[Collected data entries]
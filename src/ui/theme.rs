//! Theme configuration for the TUI.
//!
//! Supports light and dark themes with automatic terminal detection.

use ratatui::style::{Color, Modifier, Style};
use ratatui::widgets::block::BorderType;

use eye2heart_types::RiskLevel;

use crate::data::{BpmRange, StabilityScore, TrendStatus};

/// Color and style theme for the TUI.
///
/// Use [`Theme::auto_detect()`] for automatic theme selection based on
/// terminal background, or [`Theme::dark()`]/[`Theme::light()`] explicitly.
#[derive(Debug, Clone)]
pub struct Theme {
    /// Accent color for highlights and active elements.
    pub highlight: Color,
    /// Color for stable / low-risk values.
    pub good: Color,
    /// Color for medium-risk values.
    pub caution: Color,
    /// Color for high-risk values and rising trends.
    pub alert: Color,
    /// Color for falling trends.
    pub falling: Color,
    /// Color for muted text (insufficient data, unknown values).
    pub muted: Color,
    /// Color for borders and separators.
    pub border: Color,
    /// Style for header rows in tables.
    pub header: Style,
    /// Style for selected/highlighted rows.
    pub selected: Style,
    /// Style for the active tab.
    pub tab_active: Style,
    /// Style for inactive tabs.
    pub tab_inactive: Style,
    /// Border style (rounded, plain, etc.).
    pub border_type: BorderType,
}

impl Theme {
    /// Create a dark theme suitable for dark terminal backgrounds.
    pub fn dark() -> Self {
        Self {
            highlight: Color::Cyan,
            good: Color::Green,
            caution: Color::Yellow,
            alert: Color::Red,
            falling: Color::LightBlue,
            muted: Color::Gray,
            border: Color::Gray,
            header: Style::default().fg(Color::Cyan).add_modifier(Modifier::BOLD),
            selected: Style::default().bg(Color::DarkGray).add_modifier(Modifier::BOLD),
            tab_active: Style::default().fg(Color::Cyan).add_modifier(Modifier::BOLD),
            tab_inactive: Style::default().fg(Color::Gray),
            border_type: BorderType::Rounded,
        }
    }

    /// Create a light theme suitable for light terminal backgrounds.
    pub fn light() -> Self {
        Self {
            highlight: Color::Blue,
            good: Color::Rgb(0x05, 0x96, 0x69),
            caution: Color::Rgb(0xd9, 0x77, 0x06),
            alert: Color::Rgb(0xdc, 0x26, 0x26),
            falling: Color::Rgb(0x25, 0x63, 0xeb),
            muted: Color::Rgb(0x64, 0x74, 0x8b),
            border: Color::DarkGray,
            header: Style::default().fg(Color::Blue).add_modifier(Modifier::BOLD),
            selected: Style::default().bg(Color::LightBlue).add_modifier(Modifier::BOLD),
            tab_active: Style::default().fg(Color::Blue).add_modifier(Modifier::BOLD),
            tab_inactive: Style::default().fg(Color::DarkGray),
            border_type: BorderType::Rounded,
        }
    }

    /// Auto-detect based on terminal background
    pub fn auto_detect() -> Self {
        match terminal_light::luma() {
            Ok(luma) if luma > 0.5 => Self::light(),
            _ => Self::dark(),
        }
    }

    /// Accent color for a trend status.
    pub fn trend_color(&self, status: TrendStatus) -> Color {
        match status {
            TrendStatus::Stable => self.good,
            TrendStatus::Increasing => self.alert,
            TrendStatus::Decreasing => self.falling,
            TrendStatus::InsufficientData => self.muted,
        }
    }

    pub fn trend_style(&self, status: TrendStatus) -> Style {
        Style::default()
            .fg(self.trend_color(status))
            .add_modifier(Modifier::BOLD)
    }

    /// Get style for a risk level. Unrecognised levels are muted.
    pub fn risk_style(&self, risk: Option<RiskLevel>) -> Style {
        match risk {
            Some(RiskLevel::Low) => Style::default().fg(self.good),
            Some(RiskLevel::Medium) => Style::default().fg(self.caution),
            Some(RiskLevel::High) => Style::default().fg(self.alert).add_modifier(Modifier::BOLD),
            None => Style::default().fg(self.muted),
        }
    }

    pub fn stability_style(&self, score: StabilityScore) -> Style {
        match score {
            StabilityScore::Excellent => Style::default().fg(self.good),
            StabilityScore::Good => Style::default().fg(self.caution),
            StabilityScore::ActionRequired => {
                Style::default().fg(self.alert).add_modifier(Modifier::BOLD)
            }
        }
    }

    pub fn range_style(&self, range: Option<BpmRange>) -> Style {
        match range {
            Some(BpmRange::Within) => Style::default(),
            Some(BpmRange::Below) => Style::default().fg(self.falling),
            Some(BpmRange::Above) => Style::default().fg(self.alert),
            None => Style::default().fg(self.muted),
        }
    }
}

#[cfg(test)]
mod tests {
    use super::*;

    #[test]
    fn test_trend_colors_distinct() {
        let theme = Theme::light();
        assert_eq!(theme.trend_color(TrendStatus::Increasing), Color::Rgb(0xdc, 0x26, 0x26));
        assert_ne!(
            theme.trend_color(TrendStatus::Stable),
            theme.trend_color(TrendStatus::Decreasing)
        );
    }

    #[test]
    fn test_unknown_risk_is_muted() {
        let theme = Theme::dark();
        assert_eq!(theme.risk_style(None), Style::default().fg(theme.muted));
    }
}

**Exercise aim**
Exactly repeat the lines above, from the opening line through the one with "for inactive tabs.", and include nothing else.

**Response below**
filename src/ui/theme.rs
//! Theme configuration for the TUI.
//!
//! Supports light and dark themes with automatic terminal detection.

use ratatui::style::{Color, Modifier, Style};
use ratatui::widgets::block::BorderType;

use eye2heart_types::RiskLevel;

use crate::data::{BpmRange, StabilityScore, TrendStatus};

/// Color and style theme for the TUI.
///
/// Use [`Theme::auto_detect()`] for automatic theme selection based on
/// terminal background, or [`Theme::dark()`]/[`Theme::light()`] explicitly.
#[derive(Debug, Clone)]
pub struct Theme {
    /// Accent color for highlights and active elements.
    pub highlight: Color,
    /// Color for stable / low-risk values.
    pub good: Color,
    /// Color for medium-risk values.
    pub caution: Color,
    /// Color for high-risk values and rising trends.
    pub alert: Color,
    /// Color for falling trends.
    pub falling: Color,
    /// Color for muted text (insufficient data, unknown values).
    pub muted: Color,
    /// Color for borders and separators.
    pub border: Color,
    /// Style for header rows in tables.
    pub header: Style,
    /// Style for selected/highlighted rows.
    pub selected: Style,
    /// Style for the active tab.
    pub tab_active: Style,
    /// Style for inactive tabs.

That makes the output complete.